Space shuttle leaves Earth on final flight
Space shuttle Atlantis rocketed off its seaside launch pad on Friday, rising atop a tower of smoke and flames as it left Earth on the final flight of the U.S. space shuttle program.
After a 30-year history that has cost nearly $200 billion and claimed the lives of 14 astronauts, the shuttles are being retired to make way for a new generation of spacecraft that President Barack Obama says will put U.S. astronauts on an asteroid and then on to Mars.
Today's launch may mark the final flight of the space shuttle but it propels us into the next era of our never-ending adventure to push the very frontiers of exploration and discovery in space, Obama said in a statement from the White House.
About 1 million sightseers witnessed the liftoff. They had lined causeways and beaches around the Kennedy Space Center in central Florida, angling for a last glimpse of the pioneering ship that has defined the U.S. space program for the past three decades as it soared through the skies.
Good luck to you and your crew on this final flight of this true American icon, shuttle launch director Mike Leinbach radioed to the crew minutes before takeoff.
Cloudy skies had threatened to delay Atlantis' launch on a planned 12-day mission to the International Space Station but conditions cleared in time for the blastoff.
However, 31 seconds before the scheduled 11:26 a.m./1526 GMT launch, computers detected a problem with the retraction of equipment used to vent gases from the fuel tank and stopped the countdown. Engineers verified the equipment's position and the shuttle lifted off three minutes later.
The shuttle is always going to be a reflection of what a great nation can do when it dares to be bold and commits to follow through, said Atlantis commander Chris Ferguson.

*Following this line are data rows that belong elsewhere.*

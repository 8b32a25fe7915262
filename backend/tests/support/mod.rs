//! Embedded PostgreSQL helpers for the Diesel adapter suites.
//!
//! Every test gets its own temporary database on a shared cluster, with the
//! reviewer tables created from `reviewer_schema.sql`.

use std::time::Duration;

use diesel::Connection;
use diesel::connection::SimpleConnection;
use diesel::pg::PgConnection;
use pg_embedded_setup_unpriv::{ClusterHandle, TemporaryDatabase};

const SCHEMA_SQL: &str = include_str!("reviewer_schema.sql");

const CLUSTER_RETRIES: usize = 3;
const PROVISION_RETRIES: usize = 5;
const RETRY_DELAY: Duration = Duration::from_millis(500);

/// Returns true when the `SKIP_TEST_CLUSTER` environment variable is set to a
/// truthy value.
///
/// Truthy values: "1", "true", "yes" (case-insensitive).
pub fn should_skip_test_cluster() -> bool {
    std::env::var("SKIP_TEST_CLUSTER")
        .map(|value| matches!(value.to_lowercase().as_str(), "1" | "true" | "yes"))
        .unwrap_or(false)
}

/// Handles embedded cluster setup failures consistently.
///
/// When `SKIP_TEST_CLUSTER` is truthy, prints a skip marker and returns `None`.
/// Otherwise panics so a broken cluster fails the run.
pub fn handle_cluster_setup_failure<T>(reason: impl std::fmt::Display) -> Option<T> {
    if should_skip_test_cluster() {
        eprintln!("SKIP-TEST-CLUSTER: {reason}");
        None
    } else {
        panic!("Test cluster setup failed: {reason}. Set SKIP_TEST_CLUSTER=1 to skip.");
    }
}

/// The process-wide embedded cluster, started on first use.
pub fn shared_cluster() -> Result<&'static ClusterHandle, String> {
    let mut attempt = 1;
    loop {
        match pg_embedded_setup_unpriv::test_support::shared_cluster_handle() {
            Ok(handle) => return Ok(handle),
            Err(error) if attempt < CLUSTER_RETRIES => {
                eprintln!(
                    "pg-embed: cluster start attempt {attempt}/{CLUSTER_RETRIES} failed: {error:?}"
                );
                std::thread::sleep(RETRY_DELAY);
                attempt += 1;
            }
            Err(error) => return Err(format!("start shared cluster: {error:?}")),
        }
    }
}

/// Create a fresh database on `cluster` and lay out the reviewer tables.
pub fn provision_reviewer_database(cluster: &ClusterHandle) -> Result<TemporaryDatabase, String> {
    let mut last_error = String::new();
    for attempt in 1..=PROVISION_RETRIES {
        match cluster.create_temporary_database() {
            Ok(database) => {
                apply_schema(database.url())?;
                return Ok(database);
            }
            Err(error) => {
                last_error = format!(
                    "create database: attempt {attempt}/{PROVISION_RETRIES}: {error:?}"
                );
            }
        }
        if attempt < PROVISION_RETRIES {
            std::thread::sleep(RETRY_DELAY);
        }
    }
    Err(last_error)
}

fn apply_schema(url: &str) -> Result<(), String> {
    let mut conn = PgConnection::establish(url).map_err(|err| format!("connect: {err}"))?;
    conn.batch_execute(SCHEMA_SQL)
        .map_err(|err| format!("apply schema: {err}"))
}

The shuttle's cargo of tonnes of food and equipment is intended to bridge the gap until newly hired commercial freighters are ready to begin deliveries to the station.

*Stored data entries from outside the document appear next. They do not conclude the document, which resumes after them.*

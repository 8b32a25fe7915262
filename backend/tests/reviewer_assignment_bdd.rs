//! Behaviour-driven tests for reviewer assignment and reassignment.
//!
//! Scenarios run against the in-memory engine and cover initial selection,
//! replacement order, and the rejections that leave reviewer lists intact.

use std::sync::Arc;

use mockable::DefaultClock;
use reviewer_engine::Engine;
use reviewer_engine::domain::ports::{CreatePullRequestRequest, ReassignReviewerRequest};
use reviewer_engine::domain::{
    PullRequestId, Team, TeamMember, TeamName, UserId, Username,
};
use rstest::fixture;
use rstest_bdd::Slot;
use rstest_bdd_macros::{ScenarioState, given, scenario, then, when};
use tokio::runtime::Runtime;

// -----------------------------------------------------------------------------
// Test World
// -----------------------------------------------------------------------------

/// Wrapper for the non-Clone runtime.
#[derive(Clone)]
struct RuntimeHandle(Arc<Runtime>);

#[derive(Default, ScenarioState)]
struct AssignmentWorld {
    runtime: Slot<RuntimeHandle>,
    engine: Slot<Engine>,
    replacement: Slot<String>,
    last_error: Slot<String>,
}

impl AssignmentWorld {
    fn block_on<F: std::future::Future>(&self, future: F) -> F::Output {
        let runtime = self.runtime.get().unwrap_or_else(|| {
            let handle = RuntimeHandle(Arc::new(Runtime::new().expect("create runtime")));
            self.runtime.set(handle.clone());
            handle
        });
        runtime.0.block_on(future)
    }

    fn engine(&self) -> Engine {
        self.engine.get().unwrap_or_else(|| {
            let engine = Engine::in_memory(Arc::new(DefaultClock));
            self.engine.set(engine.clone());
            engine
        })
    }

    fn record_error(&self, error: &reviewer_engine::domain::Error) {
        self.last_error.set(error.code().as_str().to_owned());
    }
}

fn unquote(raw: &str) -> &str {
    raw.trim_matches('"')
}

fn user_id(raw: &str) -> UserId {
    UserId::new(unquote(raw)).expect("valid user id")
}

fn pull_request_id(raw: &str) -> PullRequestId {
    PullRequestId::new(unquote(raw)).expect("valid pull request id")
}

fn id_list(raw: &str) -> Vec<String> {
    unquote(raw)
        .split(',')
        .map(str::trim)
        .filter(|id| !id.is_empty())
        .map(str::to_owned)
        .collect()
}

#[fixture]
fn world() -> AssignmentWorld {
    AssignmentWorld::default()
}

// -----------------------------------------------------------------------------
// Given Steps
// -----------------------------------------------------------------------------

#[given("a team {team} with active members {members}")]
fn a_team_with_active_members(world: &AssignmentWorld, team: String, members: String) {
    let name = TeamName::new(unquote(&team)).expect("valid team name");
    let roster = id_list(&members)
        .into_iter()
        .map(|id| {
            TeamMember::new(
                UserId::new(id.as_str()).expect("valid user id"),
                Username::new(format!("user-{id}")).expect("valid username"),
                true,
            )
        })
        .collect();

    let engine = world.engine();
    world
        .block_on(engine.teams.add_team(Team::new(name, roster)))
        .expect("team created");
}

#[given("member {user} is inactive")]
fn member_is_inactive(world: &AssignmentWorld, user: String) {
    let engine = world.engine();
    world
        .block_on(engine.teams.set_user_active(&user_id(&user), false))
        .expect("member deactivated");
}

fn open_pull_request(world: &AssignmentWorld, author: &str, id: &str) {
    let engine = world.engine();
    let request = CreatePullRequestRequest {
        id: pull_request_id(id),
        name: format!("Change {}", unquote(id)),
        author: user_id(author),
    };
    if let Err(error) = world.block_on(engine.pull_requests.create_pull_request(request)) {
        world.record_error(&error);
    }
}

#[given("{author} opens pull request {id}")]
fn author_has_opened_pull_request(world: &AssignmentWorld, author: String, id: String) {
    open_pull_request(world, &author, &id);
    assert!(
        world.last_error.get().is_none(),
        "setup pull request should open"
    );
}

#[given("pull request {id} is merged")]
fn pull_request_is_merged(world: &AssignmentWorld, id: String) {
    let engine = world.engine();
    world
        .block_on(engine.pull_requests.merge_pull_request(&pull_request_id(&id)))
        .expect("pull request merged");
}

// -----------------------------------------------------------------------------
// When Steps
// -----------------------------------------------------------------------------

#[when("{author} opens pull request {id}")]
fn author_opens_pull_request(world: &AssignmentWorld, author: String, id: String) {
    open_pull_request(world, &author, &id);
}

#[when("{reviewer} is reassigned away from pull request {id}")]
fn reviewer_is_reassigned(world: &AssignmentWorld, reviewer: String, id: String) {
    let engine = world.engine();
    let request = ReassignReviewerRequest {
        pull_request_id: pull_request_id(&id),
        old_reviewer: user_id(&reviewer),
    };
    match world.block_on(engine.pull_requests.reassign_reviewer(request)) {
        Ok(response) => world
            .replacement
            .set(response.replaced_by.as_str().to_owned()),
        Err(error) => world.record_error(&error),
    }
}

// -----------------------------------------------------------------------------
// Then Steps
// -----------------------------------------------------------------------------

#[then("pull request {id} has reviewers {reviewers}")]
fn pull_request_has_reviewers(world: &AssignmentWorld, id: String, reviewers: String) {
    let engine = world.engine();
    let pull_request = world
        .block_on(
            engine
                .pull_request_queries
                .get_pull_request(&pull_request_id(&id)),
        )
        .expect("pull request exists");
    let actual: Vec<String> = pull_request
        .reviewers()
        .iter()
        .map(|reviewer| reviewer.as_str().to_owned())
        .collect();
    assert_eq!(actual, id_list(&reviewers));
}

#[then("the replacement reviewer is {reviewer}")]
fn the_replacement_reviewer_is(world: &AssignmentWorld, reviewer: String) {
    let replacement = world.replacement.get().expect("reassignment succeeded");
    assert_eq!(replacement, unquote(&reviewer));
}

#[then("the request fails with {code}")]
fn the_request_fails_with(world: &AssignmentWorld, code: String) {
    let actual = world.last_error.get().expect("request should fail");
    assert_eq!(actual, unquote(&code));
}

// -----------------------------------------------------------------------------
// Scenario Bindings
// -----------------------------------------------------------------------------

#[scenario(
    path = "tests/features/reviewer_assignment.feature",
    name = "Opening a pull request assigns the first two teammates"
)]
fn opening_assigns_first_two_teammates(world: AssignmentWorld) {
    let _ = world;
}

#[scenario(
    path = "tests/features/reviewer_assignment.feature",
    name = "Inactive members and the author are never assigned"
)]
fn inactive_members_and_author_are_skipped(world: AssignmentWorld) {
    let _ = world;
}

#[scenario(
    path = "tests/features/reviewer_assignment.feature",
    name = "Reassignment picks the first eligible teammate"
)]
fn reassignment_picks_first_eligible_teammate(world: AssignmentWorld) {
    let _ = world;
}

#[scenario(
    path = "tests/features/reviewer_assignment.feature",
    name = "Reassignment without a candidate changes nothing"
)]
fn reassignment_without_candidate_changes_nothing(world: AssignmentWorld) {
    let _ = world;
}

#[scenario(
    path = "tests/features/reviewer_assignment.feature",
    name = "Merged pull requests keep their reviewers"
)]
fn merged_pull_requests_keep_their_reviewers(world: AssignmentWorld) {
    let _ = world;
}

#[scenario(
    path = "tests/features/reviewer_assignment.feature",
    name = "Pull request identifiers are unique"
)]
fn pull_request_identifiers_are_unique(world: AssignmentWorld) {
    let _ = world;
}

Atlantis and its four-member veteran crew are scheduled to arrive at the station, a recently completed orbital research outpost, on Sunday.
HIGH COSTS
NASA is ending the shuttle program primarily due to high operating costs. Its legacy includes launching and servicing the Hubble Space Telescope and dispatching dozens of planetary probes and Earth-orbiting satellites but also a troubled safety record.
In 1986, seven astronauts died aboard shuttle Challenger when a rocket booster seal failed shortly after launch. Seven more died aboard Columbia, destroyed due to heat shield failure in 2003 as it returned to Earth.
The shuttle fleet's crowning achievement was building the recently completed space station, a $100 billion project of 16 nations that orbits 230 miles above Earth.
The focus of the U.S. human spaceflight program for the next decade shifts to the space station itself, a complex the size of a five-bedroom house that has the potential for breakthrough research in medicine and technology.
NASA will rely on Russia to fly its astronauts to the station, at a cost of more than $50 million a seat, until commercial firms are ready to take over crew ferry flights.
Among the companies interested in the work is Space Exploration Technologies, or SpaceX, which already has a NASA contract to fly cargo to the station.
The company, owned by Internet entrepreneur Elon Musk, successfully tested its Dragon capsule in orbit last December and hopes to make it all the way to the station during a second test flight later this year.
The other freighter, being developed by Orbital Sciences Corp, has yet to debut.
NASA also is backing space taxi development work by Boeing Sierra Nevada Corp and Blue Origin, which is owned by Amazon founder Jeff Bezos.
The U.S. space agency also plans to use the $4 billion or so it has been spending each year to maintain and operate its three space shuttles to develop new spacecraft that can travel beyond the station's near-Earth orbit, where the shuttles cannot go.
Atlantis is scheduled to spend about a week at the space station, transferring more than 5 tonnes of food, clothing, science experiments and other gear to the station and packing up old equipment to be returned to Earth.
Upon Atlantis' return, about 3,200 space shuttle contractor employees will be laid off. Most work at the spaceport in Florida.
We're going to be going through a tough time. Change is hard, said Kennedy Space Center director Bob Cabana.